Array (3, 5, 1, 3, 5, 48, 4, 7, 13, 55, 65, 4, 7, 13, 32)

the frequent sequence of numbers will be (3, 5) f=2 + (4, 7, 13) f=2

any Algorithm or Pseudo code to find that ?

Update(1):

if (7, 13) also occurrence it will be included in the longest one by update its frequency so

(4, 7, 13) f=3 and so on...

Update(2):

in case of (1,2,3,4,1,2,3,4,1,2,7,8,7,8,3,4,3,4,1,2) the output should be (1,2,3,4) & (3,4,1,2)

& (7,8) , to make it clear consider each number as a word and you want to find most frequent phrases

so it is common to see same word(s) in a lot of phrases but if any phrase was sub-string for any other

phrase(s) should not be consider as a phrase but will update frequency of each phrase includes it

related maybe help (c#) : stackoverflow.com/questions/279359/… — Haim Evgi
– Haim Evgi, Commented Aug 18, 2010 at 6:38

Yanick Rochon · Accepted Answer · 2010-08-19 12:04:22Z

8

** EDIT ** : slightly better implementation, now also returns frequences and has a better sequence filter.

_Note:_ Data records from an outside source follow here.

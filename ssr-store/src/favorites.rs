use crate::storage::KeyValueStorage;
use log::{info, warn};
use serde::{Deserialize, Serialize};
use ssr_resort::ResortId;

/// Storage key holding the favorites snapshot.
pub const FAVORITES_KEY: &str = "favorites-storage";

const SNAPSHOT_VERSION: u32 = 0;

#[derive(Debug, Serialize, Deserialize)]
struct PersistedState {
    favorites: Vec<ResortId>,
}

/// `{"state":{"favorites":[...]},"version":0}`
#[derive(Debug, Serialize, Deserialize)]
struct PersistedFavorites {
    state: PersistedState,
    #[serde(default)]
    version: u32,
}

#[derive(Debug, Deserialize)]
#[serde(untagged)]
enum Snapshot {
    Envelope(PersistedFavorites),
    Bare(Vec<ResortId>),
}

impl Snapshot {
    fn into_ids(self) -> Vec<ResortId> {
        match self {
            Snapshot::Envelope(envelope) => envelope.state.favorites,
            Snapshot::Bare(ids) => ids,
        }
    }
}

/// A change made before the snapshot was loaded, replayed onto it by `rehydrate`.
#[derive(Debug, Clone, Copy, PartialEq, Eq)]
enum PendingOp {
    Add(ResortId),
    Remove(ResortId),
}

/// Whether the store has loaded its persisted snapshot yet.
#[derive(Debug, Clone, Copy, PartialEq, Eq)]
pub enum StoreState {
    Uninitialized,
    Ready,
}

/// The set of favorited resort ids, written through to storage on every change.
///
/// Ids keep their insertion order and never repeat.
#[derive(Debug)]
pub struct FavoritesStore<S> {
    storage: S,
    favorites: Vec<ResortId>,
    pending: Vec<PendingOp>,
    state: StoreState,
}

impl<S: KeyValueStorage> FavoritesStore<S> {
    /// An empty store that has not read its snapshot yet.
    pub fn new(storage: S) -> Self {
        FavoritesStore {
            storage,
            favorites: Vec::new(),
            pending: Vec::new(),
            state: StoreState::Uninitialized,
        }
    }

    /// Create a store and rehydrate it from `storage` immediately.
    pub fn open(storage: S) -> Self {
        let mut store = Self::new(storage);
        store.rehydrate();
        store
    }

    /// Load the persisted snapshot and move to [`StoreState::Ready`].
    ///
    /// Runs once; later calls do nothing. Adds and removes made before
    /// rehydration are replayed, in order, onto the stored ids. A missing or
    /// unreadable snapshot leaves only the replayed changes.
    pub fn rehydrate(&mut self) {
        if self.state == StoreState::Ready {
            return;
        }
        self.favorites.clear();
        for id in self.read_snapshot() {
            insert_unique(&mut self.favorites, id);
        }
        let pending = std::mem::take(&mut self.pending);
        for op in &pending {
            match *op {
                PendingOp::Add(id) => insert_unique(&mut self.favorites, id),
                PendingOp::Remove(id) => self.favorites.retain(|&fav| fav != id),
            }
        }
        self.state = StoreState::Ready;
        info!(
            "Rehydrated {} favorites ({} pending changes)",
            self.favorites.len(),
            pending.len()
        );
        if !pending.is_empty() {
            self.persist();
        }
    }

    fn read_snapshot(&self) -> Vec<ResortId> {
        let raw = match self.storage.read(FAVORITES_KEY) {
            Ok(Some(raw)) => raw,
            Ok(None) => return Vec::new(),
            Err(e) => {
                warn!("Failed to read favorites, starting empty: {:#}", e);
                return Vec::new();
            }
        };
        match serde_json::from_str::<Snapshot>(&raw) {
            Ok(snapshot) => snapshot.into_ids(),
            Err(e) => {
                warn!("Unreadable favorites snapshot, starting empty: {}", e);
                Vec::new()
            }
        }
    }

    pub fn state(&self) -> StoreState {
        self.state
    }

    pub fn is_ready(&self) -> bool {
        self.state == StoreState::Ready
    }

    /// Mark `id` as a favorite. Adding an existing favorite changes nothing
    /// but still rewrites the snapshot.
    ///
    /// Before rehydration the change is kept in memory only and replayed
    /// onto the stored ids once [`rehydrate`](Self::rehydrate) runs.
    pub fn add_favorite(&mut self, id: ResortId) {
        insert_unique(&mut self.favorites, id);
        self.record(PendingOp::Add(id));
    }

    /// Remove `id` from the favorites. Removing an unknown id is a no-op on the set.
    pub fn remove_favorite(&mut self, id: ResortId) {
        self.favorites.retain(|&fav| fav != id);
        self.record(PendingOp::Remove(id));
    }

    fn record(&mut self, op: PendingOp) {
        match self.state {
            StoreState::Uninitialized => self.pending.push(op),
            StoreState::Ready => self.persist(),
        }
    }

    pub fn is_favorite(&self, id: ResortId) -> bool {
        self.favorites.contains(&id)
    }

    /// Favorite ids in the order they were added.
    pub fn favorites(&self) -> &[ResortId] {
        &self.favorites
    }

    pub fn len(&self) -> usize {
        self.favorites.len()
    }

    pub fn is_empty(&self) -> bool {
        self.favorites.is_empty()
    }

    pub fn storage(&self) -> &S {
        &self.storage
    }

    /// Best effort: failures are logged and dropped. Nothing is written
    /// before rehydration so the stored snapshot is never clobbered.
    fn persist(&mut self) {
        if self.state != StoreState::Ready {
            return;
        }
        let snapshot = PersistedFavorites {
            state: PersistedState {
                favorites: self.favorites.clone(),
            },
            version: SNAPSHOT_VERSION,
        };
        let encoded = match serde_json::to_string(&snapshot) {
            Ok(encoded) => encoded,
            Err(e) => {
                warn!("Failed to encode favorites: {}", e);
                return;
            }
        };
        if let Err(e) = self.storage.write(FAVORITES_KEY, &encoded) {
            warn!("Failed to persist favorites: {:#}", e);
        }
    }
}

fn insert_unique(favorites: &mut Vec<ResortId>, id: ResortId) {
    if !favorites.contains(&id) {
        favorites.push(id);
    }
}
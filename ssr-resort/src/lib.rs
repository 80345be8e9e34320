//! Core types and remote client for ski resort snow data.
//!
//! A [`resort::Resort`] is one row of the remote resort table. The column
//! names of that table double as the CSV header of the bundled fixture and
//! of snapshots written by the CLI.

#[cfg(feature = "api")]
pub mod api;
pub mod resort;

pub use resort::{Resort, ResortId};
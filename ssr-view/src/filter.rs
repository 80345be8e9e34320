//! Resort list filters.
//!
//! All filters return a subsequence of the input, in input order.

use ssr_resort::{Resort, ResortId};

/// Resorts whose name contains `query`, ignoring case. An empty query matches all.
pub fn filter_by_name<'a>(resorts: &'a [Resort], query: &str) -> Vec<&'a Resort> {
    let needle = query.to_lowercase();
    resorts
        .iter()
        .filter(|resort| resort.name.to_lowercase().contains(&needle))
        .collect()
}

/// Resorts whose id is among `favorites`.
pub fn filter_favorites<'a>(resorts: &'a [Resort], favorites: &[ResortId]) -> Vec<&'a Resort> {
    resorts
        .iter()
        .filter(|resort| favorites.contains(&resort.id))
        .collect()
}

/// Name matches that are not already favorites, for the add-favorite search.
pub fn search_excluding_favorites<'a>(
    resorts: &'a [Resort],
    favorites: &[ResortId],
    query: &str,
) -> Vec<&'a Resort> {
    filter_by_name(resorts, query)
        .into_iter()
        .filter(|resort| !favorites.contains(&resort.id))
        .collect()
}
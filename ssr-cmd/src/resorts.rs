//! Resort list and detail commands.

use crate::config::Config;
use crate::render::{render_card, render_detail, render_json, CardView};
use crate::source::load_resorts;
use chrono::NaiveDate;
use ssr_resort::{Resort, ResortId};
use ssr_view::snow::{detail_table, summarize};
use ssr_view::state::ResortListState;

/// Render the cards for `resorts`, with the detail table for expanded ones.
pub(crate) fn render_cards<'a, I>(
    config: &Config,
    resorts: I,
    is_expanded: impl Fn(ResortId) -> bool,
    today: NaiveDate,
) -> anyhow::Result<String>
where
    I: IntoIterator<Item = &'a Resort>,
{
    if config.json {
        let views: Vec<CardView> = resorts
            .into_iter()
            .map(|resort| CardView {
                card: summarize(resort),
                detail: is_expanded(resort.id).then(|| detail_table(resort, today)),
            })
            .collect();
        return Ok(format!("{}\n", render_json(&views)?));
    }
    let mut out = String::new();
    for resort in resorts {
        let card = summarize(resort);
        out.push_str(&render_card(&card));
        if is_expanded(resort.id) {
            out.push_str(&render_detail(&card, &detail_table(resort, today)));
        }
        out.push('\n');
    }
    Ok(out)
}

/// List resorts matching `search`. A search that narrows the list to a
/// single resort expands it.
pub async fn run_resorts(config: &Config, search: &str, today: NaiveDate) -> anyhow::Result<String> {
    let resorts = load_resorts(config).await?;
    let mut state = ResortListState::new();
    state.set_search_query(search, &resorts);
    let visible = state.visible(&resorts);
    if visible.is_empty() && !config.json {
        return Ok("No resorts found\n".to_string());
    }
    render_cards(config, visible, |id| state.is_expanded(id), today)
}

/// Show a single resort, expanded.
pub async fn run_show(config: &Config, id: ResortId, today: NaiveDate) -> anyhow::Result<String> {
    let resorts = load_resorts(config).await?;
    let resort = resorts
        .iter()
        .find(|resort| resort.id == id)
        .ok_or_else(|| anyhow::anyhow!("No resort with id {}", id))?;
    let mut state = ResortListState::new();
    state.toggle(resort.id);
    render_cards(config, [resort], |id| state.is_expanded(id), today)
}
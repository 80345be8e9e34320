//! Snapshot the hosted resort table to CSV.
//!
//! The snapshot uses the same layout as the bundled fixture, so it can be
//! passed back with `--resorts-csv` to work offline.

use crate::config::Config;
use crate::source::{load_resorts, ResortSource};
use anyhow::Context;
use log::info;
use ssr_resort::Resort;
use std::path::Path;

pub async fn run_fetch(config: &Config, out: &Path) -> anyhow::Result<String> {
    if !matches!(ResortSource::from_config(config)?, ResortSource::Remote(_)) {
        anyhow::bail!("fetch needs --supabase-url and --supabase-key (or SUPABASE_URL / SUPABASE_ANON_KEY)");
    }
    let resorts = load_resorts(config).await?;
    let csv = Resort::to_csv(&resorts)?;
    std::fs::write(out, csv).with_context(|| format!("failed to write {}", out.display()))?;
    info!("Snapshot of {} resorts written to {}", resorts.len(), out.display());
    Ok(format!("Wrote {} resorts to {}\n", resorts.len(), out.display()))
}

function getFrequences($input, $minimalSequenceSize = 2) {
   $sequences = array();
   $frequences = array();

   $len = count($input);
   for ($i=0; $i<$len; $i++) {
      $offset = $i;

      for ($j=$i+$minimalSequenceSize; $j<$len; $j++) {
         if ($input[$offset] == $input[$j]) {
            $sequenceSize = 1;
            $sequence = array($input[$offset]);
            while (($offset + $sequenceSize < $j) 
               && ($input[$offset+$sequenceSize] == $input[$j+$sequenceSize])) {

               if (false !== ($seqIndex = array_search($sequence, $frequences))) {
                  // we already have this sequence, since we found a bigger one, remove the old one
                  array_splice($sequences, $seqIndex, 1);
                  array_splice($frequences, $seqIndex, 1);
               }              

               $sequence[] = $input[$offset+$sequenceSize];
               $sequenceSize++;
            }

            if ($sequenceSize >= $minimalSequenceSize) {
               if (false !== ($seqIndex = array_search($sequence, $sequences))) {
                  $frequences[$seqIndex]++;
               } else {
                  $sequences[] = $sequence;
                  $frequences[] = 2;  // we have two occurances already
               }
               // $i += $sequenceSize;  // move $i so we don't reuse the same sub-sequence
               break;
            }
         }
      }
   }

   // remove sequences that are sub-sequence of another frequence
   // ** comment this to keep all sequences regardless ** 
   $len = count($sequences);
   for ($i=0; $i<$len; $i++) {
      $freq_i = $sequences[$i];
      for ($j=$i+1; $j<$len; $j++) {
         $freq_j = $sequences[$j];
         $freq_inter = array_intersect($freq_i, $freq_j);
         if (count($freq_inter) != 0) {
            $len--;
            if (count($freq_i) > count($freq_j)) {
               array_splice($sequences, $j, 1);
               array_splice($frequences, $j, 1);
               $j--;
            } else {
               array_splice($sequences, $i, 1);
               array_splice($frequences, $i, 1); 
               $i--;
               break;
            }
         }
      }
   }

   return array($sequences, $frequences);
};

Test case

header('Content-type: text/plain');

$input = array(3, 5, 1, 3, 5, 48, 4, 7, 13, 55, 3, 5, 65, 4, 7, 13, 32, 5, 48, 4, 7, 13);

list($sequences, $frequences) = getFrequences($input);
foreach ($sequences as $i => $s) {
   echo "(" . implode(',', $s) . ') f=' . $frequences[$i] . "\n";
}

** EDIT ** : here's an update to the function. It was almost completely rewritten... tell me if this is what you were looking for. I also added a redundancy check to prevent counting the same sequence, or subsequence, twice.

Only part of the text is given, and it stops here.